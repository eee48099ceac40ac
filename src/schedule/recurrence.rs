// SPDX-License-Identifier: MIT OR Apache-2.0
// Copyright (c) 2025 adflow contributors

//! Native recurrence model

use chrono::{DateTime, Utc};
use serde::{Deserialize, Serialize};
use std::fmt;

use super::cron::Weekday;

/// Base unit a trigger repeats on
#[derive(Debug, Clone, Copy, PartialEq, Eq, Hash, Serialize, Deserialize)]
pub enum Frequency {
    Hour,
    Day,
    Week,
    Month,
}

impl fmt::Display for Frequency {
    fn fmt(&self, f: &mut fmt::Formatter<'_>) -> fmt::Result {
        match self {
            Self::Hour => write!(f, "Hour"),
            Self::Day => write!(f, "Day"),
            Self::Week => write!(f, "Week"),
            Self::Month => write!(f, "Month"),
        }
    }
}

/// Fine-grained restriction of when a recurrence fires
#[derive(Debug, Clone, Default, PartialEq, Eq, Serialize, Deserialize)]
pub struct RecurrenceSchedule {
    pub hours: Vec<u32>,
    pub minutes: Vec<u32>,
    #[serde(default, skip_serializing_if = "Option::is_none")]
    pub month_days: Option<Vec<u32>>,
    #[serde(default, skip_serializing_if = "Option::is_none")]
    pub week_days: Option<Vec<Weekday>>,
}

impl RecurrenceSchedule {
    /// Restrict to the given hours and minutes
    pub fn at(hours: Vec<u32>, minutes: Vec<u32>) -> Self {
        Self {
            hours,
            minutes,
            ..Default::default()
        }
    }

    pub fn on_month_day(mut self, day: u32) -> Self {
        self.month_days = Some(vec![day]);
        self
    }

    pub fn on_weekday(mut self, day: Weekday) -> Self {
        self.week_days = Some(vec![day]);
        self
    }
}

/// A compiled recurrence
#[derive(Debug, Clone, PartialEq, Eq, Serialize, Deserialize)]
pub struct Recurrence {
    pub frequency: Frequency,
    pub interval: u32,
    pub start_time: DateTime<Utc>,
    pub time_zone: String,
    #[serde(default, skip_serializing_if = "Option::is_none")]
    pub schedule: Option<RecurrenceSchedule>,
}

impl Recurrence {
    pub fn new(
        frequency: Frequency,
        interval: u32,
        start_time: DateTime<Utc>,
        time_zone: impl Into<String>,
    ) -> Self {
        Self {
            frequency,
            interval,
            start_time,
            time_zone: time_zone.into(),
            schedule: None,
        }
    }

    pub fn with_schedule(mut self, schedule: RecurrenceSchedule) -> Self {
        self.schedule = Some(schedule);
        self
    }

    /// One-line human summary, e.g. `every 1 Week on Tuesday at 05:30`
    pub fn describe(&self) -> String {
        let mut out = format!("every {} {}", self.interval, self.frequency);

        if let Some(schedule) = &self.schedule {
            if let Some(days) = &schedule.month_days {
                let days: Vec<String> = days.iter().map(|d| d.to_string()).collect();
                out.push_str(&format!(" on day {}", days.join(", ")));
            }
            if let Some(days) = &schedule.week_days {
                let days: Vec<String> = days.iter().map(|d| d.to_string()).collect();
                out.push_str(&format!(" on {}", days.join(", ")));
            }
            match (schedule.hours.as_slice(), schedule.minutes.as_slice()) {
                ([hour], [minute]) => out.push_str(&format!(" at {:02}:{:02}", hour, minute)),
                ([hour], _) => out.push_str(&format!(" every minute of hour {:02}", hour)),
                (_, [minute]) => out.push_str(&format!(" at minute {} of every hour", minute)),
                _ => out.push_str(" every minute"),
            }
        }

        out
    }
}

/// Every hour of the day
pub(crate) fn all_hours() -> Vec<u32> {
    (0..24).collect()
}

/// Every minute of the hour
pub(crate) fn all_minutes() -> Vec<u32> {
    (0..60).collect()
}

PROMPT: Locate the word "join" in the records above, and return each line that has it.

FINISHED TASK:
                out.push_str(&format!(" on day {}", days.join(", ")));
                out.push_str(&format!(" on {}", days.join(", ")));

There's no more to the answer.